**What is required**
Copy out again, unchanged, the listing below from the line that has "let rows: Vec<Row> = board" through the line that has "Constraint::Fill(2), // Ad".
· · ·
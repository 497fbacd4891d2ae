//! Logging setup.
//!
//! The terminal belongs to the TUI, so log output goes to a file through a
//! non-blocking writer. The filter comes from `RUST_LOG` and defaults to
//! `info`.

use std::fs;
use std::path::{Path, PathBuf};

use tracing_appender::non_blocking::WorkerGuard;
use tracing_subscriber::{fmt, prelude::*, EnvFilter, Registry};

/// Errors that may occur while initializing logging.
#[derive(Debug, thiserror::Error)]
pub enum LoggingError {
    /// The log file path has no file name component.
    #[error("Invalid log file path: {0}")]
    InvalidPath(PathBuf),
    /// Failed to create the directory that holds the log file.
    #[error("Failed to prepare log directory {path}: {source}")]
    CreateDir {
        path: PathBuf,
        source: std::io::Error,
    },
    /// Failed to set the global tracing subscriber.
    #[error("Failed to install global tracing subscriber: {0}")]
    SetGlobal(#[from] tracing::subscriber::SetGlobalDefaultError),
}

/// Install the global subscriber writing to `log_file`.
///
/// The returned guard flushes buffered output when dropped; keep it alive
/// for the lifetime of the program.
pub fn init(log_file: &Path) -> Result<WorkerGuard, LoggingError> {
    let (dir, file_name) = split_log_path(log_file)?;
    fs::create_dir_all(&dir).map_err(|source| LoggingError::CreateDir {
        path: dir.clone(),
        source,
    })?;

    let appender = tracing_appender::rolling::never(&dir, file_name);
    let (writer, guard) = tracing_appender::non_blocking(appender);

    let file_layer = fmt::layer().with_ansi(false).with_writer(writer);
    let subscriber = Registry::default().with(build_env_filter()).with(file_layer);
    tracing::subscriber::set_global_default(subscriber)?;

    tracing::info!("logging to {}", log_file.display());
    Ok(guard)
}

fn build_env_filter() -> EnvFilter {
    EnvFilter::try_from_default_env().unwrap_or_else(|_| EnvFilter::new("info"))
}

fn split_log_path(log_file: &Path) -> Result<(PathBuf, PathBuf), LoggingError> {
    let file_name = log_file
        .file_name()
        .ok_or_else(|| LoggingError::InvalidPath(log_file.to_path_buf()))?;
    let dir = match log_file.parent() {
        Some(parent) if !parent.as_os_str().is_empty() => parent.to_path_buf(),
        _ => PathBuf::from("."),
    };
    Ok((dir, PathBuf::from(file_name)))
}
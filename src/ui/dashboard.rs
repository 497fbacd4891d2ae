//! Dashboard view: counters, state sizes and the join watermark table.

use ratatui::{
    layout::{Constraint, Layout, Rect},
    style::Style,
    text::{Line, Span},
    widgets::{Block, Borders, Cell, Paragraph, Row, Table},
    Frame,
};

use crate::app::App;
use crate::render::{Board, Target};

const THROUGHPUT: [Target; 4] = [
    Target::ClicksReceived,
    Target::PageViewsReceived,
    Target::PageViewsEmitted,
    Target::PageViewsUpdated,
];

const STATE: [Target; 2] = [Target::ClickStateSize, Target::PageViewStateSize];

const TABLE_HEADERS: [&str; 4] = [
    "Partition",
    "Page views max event time",
    "Ad clicks max event time",
    "Join watermark",
];

/// Height of the counter panels, borders included.
pub const PANEL_HEIGHT: u16 = THROUGHPUT.len() as u16 + 2;

/// Render the counter panels above the watermark table.
pub fn render(frame: &mut Frame, app: &App, board: &Board, area: Rect) {
    let [panels, table] =
        Layout::vertical([Constraint::Length(PANEL_HEIGHT), Constraint::Min(3)]).areas(area);
    let [throughput, state] =
        Layout::horizontal([Constraint::Percentage(55), Constraint::Percentage(45)])
            .areas(panels);

    render_panel(frame, app, board, " Throughput ", &THROUGHPUT, throughput);
    render_panel(frame, app, board, " State ", &STATE, state);
    render_watermarks(frame, app, board, table);
}

fn block<'a>(app: &App, title: String) -> Block<'a> {
    Block::default()
        .title(title)
        .borders(Borders::ALL)
        .border_type(app.theme.border_type)
        .border_style(Style::default().fg(app.theme.border))
}

fn render_panel(
    frame: &mut Frame,
    app: &App,
    board: &Board,
    title: &str,
    targets: &[Target],
    area: Rect,
) {
    let label_width = targets.iter().map(|t| t.label().len()).max().unwrap_or(0);

    let lines: Vec<Line> = targets
        .iter()
        .map(|target| {
            // Nothing rendered yet: show an ellipsis rather than a value
            let (text, style) = match board.text(*target) {
                Some(text) => (text, app.theme.value_style(text)),
                None => ("…", app.theme.placeholder),
            };
            Line::from(vec![
                Span::styled(
                    format!(" {:<width$}  ", target.label(), width = label_width),
                    app.theme.label,
                ),
                Span::styled(text.to_string(), style),
            ])
        })
        .collect();

    frame.render_widget(Paragraph::new(lines).block(block(app, title.to_string())), area);
}

fn render_watermarks(frame: &mut Frame, app: &App, board: &Board, area: Rect) {
    let header = Row::new(TABLE_HEADERS.iter().map(|h| Cell::from(*h)))
        .height(1)
        .style(app.theme.header);

    let rows: Vec<Row> = board
        .rows()
        .iter()
        .map(|cells| {
            Row::new(
                cells
                    .iter()
                    .map(|text| Cell::from(text.clone()).style(app.theme.value_style(text))),
            )
        })
        .collect();

    let widths = [
        Constraint::Fill(1), // Partition
        Constraint::Fill(2), // Page views max event time
        Constraint::Fill(2), // Ad clicks max event time
        Constraint::Fill(2), // Join watermark
    ];

    let title = format!(" Join watermarks ({}) ", board.rows().len());
    let table = Table::new(rows, widths)
        .header(header)
        .block(block(app, title));

    frame.render_widget(table, area);
}

#[cfg(test)]
mod tests {
    use super::*;
    use std::sync::{Arc, Mutex};

    use ratatui::{backend::TestBackend, Terminal};
    use serde_json::json;

    use crate::render::render as render_snapshot;
    use crate::scheduler::CycleStats;
    use crate::ui::Theme;

    fn screen_text(board: Board) -> String {
        let shared = Arc::new(Mutex::new(board));
        let app = App::with_theme(
            shared.clone(),
            Arc::new(CycleStats::default()),
            "test",
            Theme::dark(),
        );
        let board = app.board();

        let mut terminal = Terminal::new(TestBackend::new(100, 20)).unwrap();
        terminal
            .draw(|frame| render(frame, &app, &board, frame.area()))
            .unwrap();

        let buffer = terminal.backend().buffer();
        let mut text = String::new();
        for y in 0..buffer.area.height {
            for x in 0..buffer.area.width {
                text.push_str(buffer[(x, y)].symbol());
            }
            text.push('\n');
        }
        text
    }

    #[test]
    fn test_draws_counters_and_rows() {
        let snapshot = serde_json::from_value(json!({
            "clicksReceived": 42,
            "pageViewStateSize": 9,
            "joinWatermarks": [{"partition": "p0", "pageViewsMaxEventTime": 1_705_309_503_000_i64}]
        }))
        .unwrap();
        let mut board = Board::new();
        render_snapshot(&snapshot, &mut board);

        let text = screen_text(board);
        assert!(text.contains("Clicks received"));
        assert!(text.contains("42"));
        assert!(text.contains("Join watermarks (1)"));
        assert!(text.contains("p0"));
        assert!(text.contains("2024-01-15 09:05:03"));
    }

    #[test]
    fn test_draws_loading_state() {
        let text = screen_text(Board::new());
        assert!(text.contains("…"));
        assert!(text.contains("Join watermarks (0)"));
    }
}
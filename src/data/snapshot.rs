//! Snapshot types decoded from the `/metrics` endpoint.
//!
//! Every field is optional on the wire. Decoding is lenient about value
//! types: a counter that is not a non-negative integer is treated as
//! missing, and a timestamp that is neither a number nor a string is
//! treated as absent. A body that is not JSON, or whose top level is not
//! an object, fails to decode (see [`MetricsSnapshot::from_slice`]).

use std::fmt;

use serde::de::Error as _;
use serde::{Deserialize, Deserializer, Serialize};
use serde_json::Value;

use super::timestamp::Timestamp;

/// One decoded response of the metrics endpoint.
#[derive(Debug, Clone, Default, PartialEq, Serialize, Deserialize)]
#[serde(rename_all = "camelCase", default)]
pub struct MetricsSnapshot {
    #[serde(deserialize_with = "lenient_count")]
    pub clicks_received: Option<u64>,
    #[serde(deserialize_with = "lenient_count")]
    pub page_views_received: Option<u64>,
    #[serde(deserialize_with = "lenient_count")]
    pub page_views_emitted: Option<u64>,
    #[serde(deserialize_with = "lenient_count")]
    pub page_views_updated: Option<u64>,

    #[serde(deserialize_with = "lenient_count")]
    pub click_state_size: Option<u64>,
    #[serde(deserialize_with = "lenient_count")]
    pub page_view_state_size: Option<u64>,

    #[serde(deserialize_with = "lenient_timestamp")]
    pub last_updated_at: Option<Timestamp>,

    /// Per-partition watermarks, in the order the backend delivered them.
    #[serde(deserialize_with = "lenient_rows")]
    pub join_watermarks: Vec<WatermarkRow>,
}

impl MetricsSnapshot {
    /// Decode a raw `/metrics` response body.
    ///
    /// The top level must be a JSON object. Arrays, scalars and `null` are
    /// rejected rather than mapped onto fields by position.
    pub fn from_slice(body: &[u8]) -> serde_json::Result<Self> {
        match serde_json::from_slice::<Value>(body)? {
            value @ Value::Object(_) => serde_json::from_value(value),
            other => Err(serde_json::Error::custom(format!(
                "expected a JSON object, found {}",
                json_kind(&other)
            ))),
        }
    }
}

fn json_kind(value: &Value) -> &'static str {
    match value {
        Value::Null => "null",
        Value::Bool(_) => "a boolean",
        Value::Number(_) => "a number",
        Value::String(_) => "a string",
        Value::Array(_) => "an array",
        Value::Object(_) => "an object",
    }
}

/// Watermark progress for one stream partition.
#[derive(Debug, Clone, Default, PartialEq, Serialize, Deserialize)]
#[serde(rename_all = "camelCase", default)]
pub struct WatermarkRow {
    #[serde(deserialize_with = "lenient_partition")]
    pub partition: Option<Partition>,
    #[serde(deserialize_with = "lenient_timestamp")]
    pub page_views_max_event_time: Option<Timestamp>,
    #[serde(deserialize_with = "lenient_timestamp")]
    pub ad_clicks_max_event_time: Option<Timestamp>,
    #[serde(deserialize_with = "lenient_timestamp")]
    pub join_watermark: Option<Timestamp>,
}

/// Opaque partition identifier, displayed exactly as received.
#[derive(Debug, Clone, PartialEq, Serialize)]
#[serde(untagged)]
pub enum Partition {
    Number(serde_json::Number),
    Text(String),
}

impl fmt::Display for Partition {
    fn fmt(&self, f: &mut fmt::Formatter<'_>) -> fmt::Result {
        match self {
            Partition::Number(n) => write!(f, "{}", n),
            Partition::Text(s) => f.write_str(s),
        }
    }
}

impl From<i64> for Partition {
    fn from(n: i64) -> Self {
        Partition::Number(n.into())
    }
}

impl From<&str> for Partition {
    fn from(s: &str) -> Self {
        Partition::Text(s.to_string())
    }
}

fn lenient_count<'de, D>(deserializer: D) -> Result<Option<u64>, D::Error>
where
    D: Deserializer<'de>,
{
    let value = Option::<Value>::deserialize(deserializer)?;
    Ok(value.as_ref().and_then(count_from_value))
}

fn count_from_value(value: &Value) -> Option<u64> {
    match value {
        Value::Number(n) => n.as_u64().or_else(|| {
            n.as_f64()
                .filter(|f| f.fract() == 0.0 && *f >= 0.0 && *f < u64::MAX as f64)
                .map(|f| f as u64)
        }),
        Value::String(s) => s.trim().parse().ok(),
        _ => None,
    }
}

fn lenient_timestamp<'de, D>(deserializer: D) -> Result<Option<Timestamp>, D::Error>
where
    D: Deserializer<'de>,
{
    let value = Option::<Value>::deserialize(deserializer)?;
    Ok(match value {
        Some(Value::Number(n)) => n.as_f64().map(Timestamp::Millis),
        Some(Value::String(s)) => Some(Timestamp::Text(s)),
        _ => None,
    })
}

fn lenient_partition<'de, D>(deserializer: D) -> Result<Option<Partition>, D::Error>
where
    D: Deserializer<'de>,
{
    let value = Option::<Value>::deserialize(deserializer)?;
    Ok(match value {
        None | Some(Value::Null) => None,
        Some(Value::Number(n)) => Some(Partition::Number(n)),
        Some(Value::String(s)) => Some(Partition::Text(s)),
        Some(other) => Some(Partition::Text(other.to_string())),
    })
}

fn lenient_rows<'de, D>(deserializer: D) -> Result<Vec<WatermarkRow>, D::Error>
where
    D: Deserializer<'de>,
{
    let value = Option::<Value>::deserialize(deserializer)?;
    let Some(Value::Array(items)) = value else {
        return Ok(Vec::new());
    };
    Ok(items
        .into_iter()
        .map(|item| match item {
            Value::Object(_) => serde_json::from_value(item).unwrap_or_default(),
            _ => WatermarkRow::default(),
        })
        .collect())
}
//! Keyboard handling for the terminal UI.

use std::time::Duration;

use anyhow::Result;
use crossterm::event::{self, Event, KeyCode, KeyEvent, KeyEventKind, KeyModifiers};

use crate::app::App;

/// Poll for events with a timeout
pub fn poll_event(timeout: Duration) -> Result<Option<Event>> {
    if event::poll(timeout)? {
        Ok(Some(event::read()?))
    } else {
        Ok(None)
    }
}

/// Handle a key event
pub fn handle_key_event(app: &mut App, key: KeyEvent) {
    // Ignore key releases on terminals that report them
    if key.kind == KeyEventKind::Release {
        return;
    }

    // If help is shown, any key closes it
    if app.show_help {
        app.show_help = false;
        return;
    }

    match key.code {
        KeyCode::Char('q') | KeyCode::Esc => app.quit(),
        KeyCode::Char('c') if key.modifiers.contains(KeyModifiers::CONTROL) => app.quit(),
        KeyCode::Char('?') => app.toggle_help(),
        KeyCode::Char('e') => app.export(),
        _ => {}
    }
}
· · ·
**Answer space**
    let rows: Vec<Row> = board
        .rows()
        .iter()
        .map(|cells| {
            Row::new(
                cells
                    .iter()
                    .map(|text| Cell::from(text.clone()).style(app.theme.value_style(text))),
            )
        })
        .collect();

    let widths = [
        Constraint::Fill(1), // Partition
        Constraint::Fill(2), // Page views max event time
        Constraint::Fill(2), // Ad clicks max event time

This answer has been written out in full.